Eww, that is painfully slow. However, I'd like — if possible — a little more information on why it's slow.
I notice that mean calls inject_rank:
https://github.com/SciRuby/nmatrix/blob/721942cc865f01c3d1092868c8aeb6e4bed40466/lib/nmatrix/enumerate.rb#L217
I notice that inject_rank creates a new NMatrix object — as does each_rank, probably, in the form of a reference.
I'm not sure that's the source of the problem, but it'd be nice to know where the slow-down is rather than just saying, "Oh, let's rewrite in C." Any statistical functions are going to need to make use of the enumerability of matrices, and that code is written in C/C++ — and is probably already almost as fast as it'll ever be.
Yeah, we do need more specific benchmarks (not only in this case, but running benchmarks so we can assert that no performance degradation is happening in future updates).
I profiled Sameer's example (except with 100000 elements): https://rawgit.com/wlevine/f4f6954e14b0718f10df/raw/nmatrix_sum_profile.html
It doesn't look like there is just one culprit.
One thing I noticed is that it was spending a lot of time in NMatrix#cast, but for this example it shouldn't have to do any casts. So I tried a fix to avoid this: https://github.com/SciRuby/nmatrix/compare/master...wlevine:issue362
But this only sped up the test by ~10%. I think the basic problem is that summing a 1-D array is just adding up a bunch of numbers, but what we are actually doing is adding a bunch of 1x1 NMatrix's, which creates a lot of overhead. So this could possibly relate to #351
Well, I think there's an easier way to do what you did in that fix. Keep in mind that each_with_indices is going to call dense_map also, so you're adding an extra layer there. Simply put, sometimes it's casting a matrix of, say, type :float64 to :float64, which is unnecessary.
So you just need an if statement in that function which checks whether to cast or not. That should give you more of a speed-up.
I also think you're correct that it does relate to #351. Excellent observation.
The issue is that dense_map always returns a :object NMatrix. So in the original code, the cast is necessary.
Oh, true. Well, in that case, I'm having trouble figuring out why your modification should be faster than what was there before. It seems like you're doing an extra copy.

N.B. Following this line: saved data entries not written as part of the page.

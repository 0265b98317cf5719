use std::ops::{Index, IndexMut};

use crate::geometry::{Axis, Color, CornerRadius, Dimensions, Padding, Point, Sizing};
use crate::images::ImageFit;
use crate::markdown::StyledWord;
use crate::wrap::WrappedLine;

/// What an element renders as.
#[derive(Debug, Clone, Copy, PartialEq, Eq)]
pub enum ElementKind {
    Rectangle,
    Circle,
    Text,
    Image,
}

/// Main-axis direction for a container's children.
#[derive(Debug, Clone, Copy, PartialEq, Eq, Default)]
pub enum Direction {
    Row,
    #[default]
    Column,
}

impl Direction {
    /// The axis children are stacked along.
    pub fn main_axis(self) -> Axis {
        match self {
            Direction::Row => Axis::X,
            Direction::Column => Axis::Y,
        }
    }
}

#[derive(Debug, Clone, Copy, PartialEq, Eq, Default)]
pub enum AlignX {
    #[default]
    Left,
    Center,
    Right,
}

#[derive(Debug, Clone, Copy, PartialEq, Eq, Default)]
pub enum AlignY {
    #[default]
    Top,
    Center,
    Bottom,
}

/// Where children sit inside their parent's content box.
#[derive(Debug, Clone, Copy, PartialEq, Eq, Default)]
pub struct ChildAlignment {
    pub x: AlignX,
    pub y: AlignY,
}

/// Solver-facing layout declaration for one element.
#[derive(Debug, Clone, PartialEq)]
pub struct LayoutConfig {
    pub width: Sizing,
    pub height: Sizing,
    pub padding: Padding,
    pub child_gap: f64,
    pub child_alignment: ChildAlignment,
    pub direction: Direction,
}

impl Default for LayoutConfig {
    fn default() -> Self {
        LayoutConfig {
            width: Sizing::fit(),
            height: Sizing::fit(),
            padding: Padding::default(),
            child_gap: 0.0,
            child_alignment: ChildAlignment::default(),
            direction: Direction::default(),
        }
    }
}

impl LayoutConfig {
    /// The sizing declaration along `axis`.
    pub fn sizing(&self, axis: Axis) -> Sizing {
        match axis {
            Axis::X => self.width,
            Axis::Y => self.height,
        }
    }
}

/// Text content and its styling.
#[derive(Debug, Clone, PartialEq)]
pub struct TextPayload {
    pub content: String,
    pub font_size: f64,
    /// Overrides the engine-level factor when set.
    pub line_spacing_factor: Option<f64>,
    /// Absolute per-line advance; wins over any spacing factor.
    pub line_height: Option<f64>,
    pub align: AlignX,
    pub color: Color,
}

impl TextPayload {
    /// The advance between consecutive baselines.
    pub fn line_advance(&self, default_factor: f64) -> f64 {
        match self.line_height {
            Some(h) => h,
            None => self.font_size * self.line_spacing_factor.unwrap_or(default_factor),
        }
    }
}

/// Image content. The engine never decodes `source`; it is forwarded
/// opaquely on the emitted command.
#[derive(Debug, Clone, PartialEq)]
pub struct ImagePayload {
    pub source: String,
    pub fit: ImageFit,
    pub opacity: f64,
    pub corner_radius: Option<CornerRadius>,
    pub rounded: bool,
}

/// One node of the layout tree. Configuration fields are written by the
/// builder; `min_dimensions`, `dimensions`, `position`, `words`, and
/// `lines` are written by the solver during `render`.
#[derive(Debug, Clone)]
pub struct Element {
    pub id: String,
    /// Index of the owning page. Pages are disjoint subtrees.
    pub page: usize,
    pub kind: ElementKind,
    pub layout: LayoutConfig,
    pub text: Option<TextPayload>,
    pub image: Option<ImagePayload>,
    pub background: Option<Color>,
    pub corner_radius: Option<CornerRadius>,
    pub children: Vec<usize>,
    pub parent: Option<usize>,

    pub min_dimensions: Dimensions,
    pub dimensions: Dimensions,
    pub position: Point,
    pub words: Vec<StyledWord>,
    pub lines: Vec<WrappedLine>,
}

impl Element {
    pub fn new(id: String, page: usize, kind: ElementKind) -> Self {
        Element {
            id,
            page,
            kind,
            layout: LayoutConfig::default(),
            text: None,
            image: None,
            background: None,
            corner_radius: None,
            children: Vec::new(),
            parent: None,
            min_dimensions: Dimensions::default(),
            dimensions: Dimensions::default(),
            position: Point::default(),
            words: Vec::new(),
            lines: Vec::new(),
        }
    }

    pub fn is_leaf(&self) -> bool {
        self.children.is_empty()
    }

    pub fn min_along(&self, axis: Axis) -> f64 {
        match axis {
            Axis::X => self.min_dimensions.width,
            Axis::Y => self.min_dimensions.height,
        }
    }

    pub fn size_along(&self, axis: Axis) -> f64 {
        match axis {
            Axis::X => self.dimensions.width,
            Axis::Y => self.dimensions.height,
        }
    }

    pub fn set_size_along(&mut self, axis: Axis, value: f64) {
        match axis {
            Axis::X => self.dimensions.width = value,
            Axis::Y => self.dimensions.height = value,
        }
    }

    pub fn set_min_along(&mut self, axis: Axis, value: f64) {
        match axis {
            Axis::X => self.min_dimensions.width = value,
            Axis::Y => self.min_dimensions.height = value,
        }
    }
}

/// Single-owner storage for the element tree. Children and parents
/// reference each other by index; indices are stable for the lifetime of
/// the engine.
#[derive(Debug, Default)]
pub struct ElementArena {
    elements: Vec<Element>,
}

impl ElementArena {
    pub fn new() -> Self {
        ElementArena::default()
    }

    /// Store an element and return its index.
    pub fn push(&mut self, element: Element) -> usize {
        self.elements.push(element);
        self.elements.len() - 1
    }

    pub fn len(&self) -> usize {
        self.elements.len()
    }

    pub fn is_empty(&self) -> bool {
        self.elements.is_empty()
    }

    pub fn iter(&self) -> impl Iterator<Item = &Element> {
        self.elements.iter()
    }
}

impl Index<usize> for ElementArena {
    type Output = Element;

    fn index(&self, index: usize) -> &Element {
        &self.elements[index]
    }
}

impl IndexMut<usize> for ElementArena {
    fn index_mut(&mut self, index: usize) -> &mut Element {
        &mut self.elements[index]
    }
}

Hmm.
Doesn't the modification use nm_dense_each_with_indices internally and not nm_dense_map?
That does something slightly differently, in that it would cast each element individually from a ruby object to the appropriate dtype (during slice assignment), but doesn't actually construct an intermediate object dtype nmatrix. That could possibly account for the 10%?
Agree with John that we should figure out why this is so slow. There's sort of two separate issues here: why this is slower than doing it on an array, and why it's not faster. We should be able to get it approximately as fast (within an order of magnitude) as using an array without reimplementing in C. If we then want to try to make the performance even better, then we can reimplement in C.
One additional benchmark that's an interesting comparison:
Benchmark.bm do |x|
x.report("nm") {n.sum}
x.report("ary") {a.inject(:+)}
x.report("nm_to_a") {n.to_a.inject(:+)}
end
user system total real
nm 0.020000 0.000000 0.020000 ( 0.019507)
ary 0.000000 0.000000 0.000000 ( 0.000141)
nm_to_a 0.000000 0.000000 0.000000 ( 0.000866)
so we're only a factor of ~6 slower if we just convert to a ruby array first and then sum, vs. > 100x slower if we do it entirely in nmatrix. We should at least be able to hit the factor of 6 without reimplementing in C! to_a uses slicing internally and then appends each element to an array in ruby, so it's not exactly the model of efficiency either...
I don't think "Let's reimplement in C" is a good strategy every time something is too slow. I mean, a lot of this stuff was written in C and it made compilation incredibly slow, and also maintenance was impossible.
I do think it's okay to implement some things in C, but if this is our strategy, everything ends up in C.
One fear I have is that our strategy for avoiding garbage collection is creating a lot of overhead. Is that a possibility?
It's a possibility. I did some general benchmarking back when I added it, and it was sort of in the ~5% slowdown range on average, but I don't think I benchmarked this thing in particular, which certainly makes more than average usage of it. Definitely worth looking into.
How about we follow a coding strategy where creation of ruby objects in C code is done only when _absolutely_necessary?
All the other times they'll be created in ruby and passed down to C. This might make functions larger but I dont think that should be a big problem.
i say this because as far I know objects created in ruby dont need the special GC protection mechanism employed in nmatrix.
I think that in the mapping functions, all the ruby objects are created in ruby. In particular, the special GC protection has to address the case where the following happens:
- NMatrix (say a float dtype) yields float to ruby
- ruby does some operation that returns an object
- NMatrix stores the object that was created in ruby
- NMatrix yields next float, now there's no longer a reference to the original object anywhere in ruby
- GC runs, possibly collecting the object from the first iteration
- NMatrix tries to do something with the objects it's stored that ruby has returned
- segfault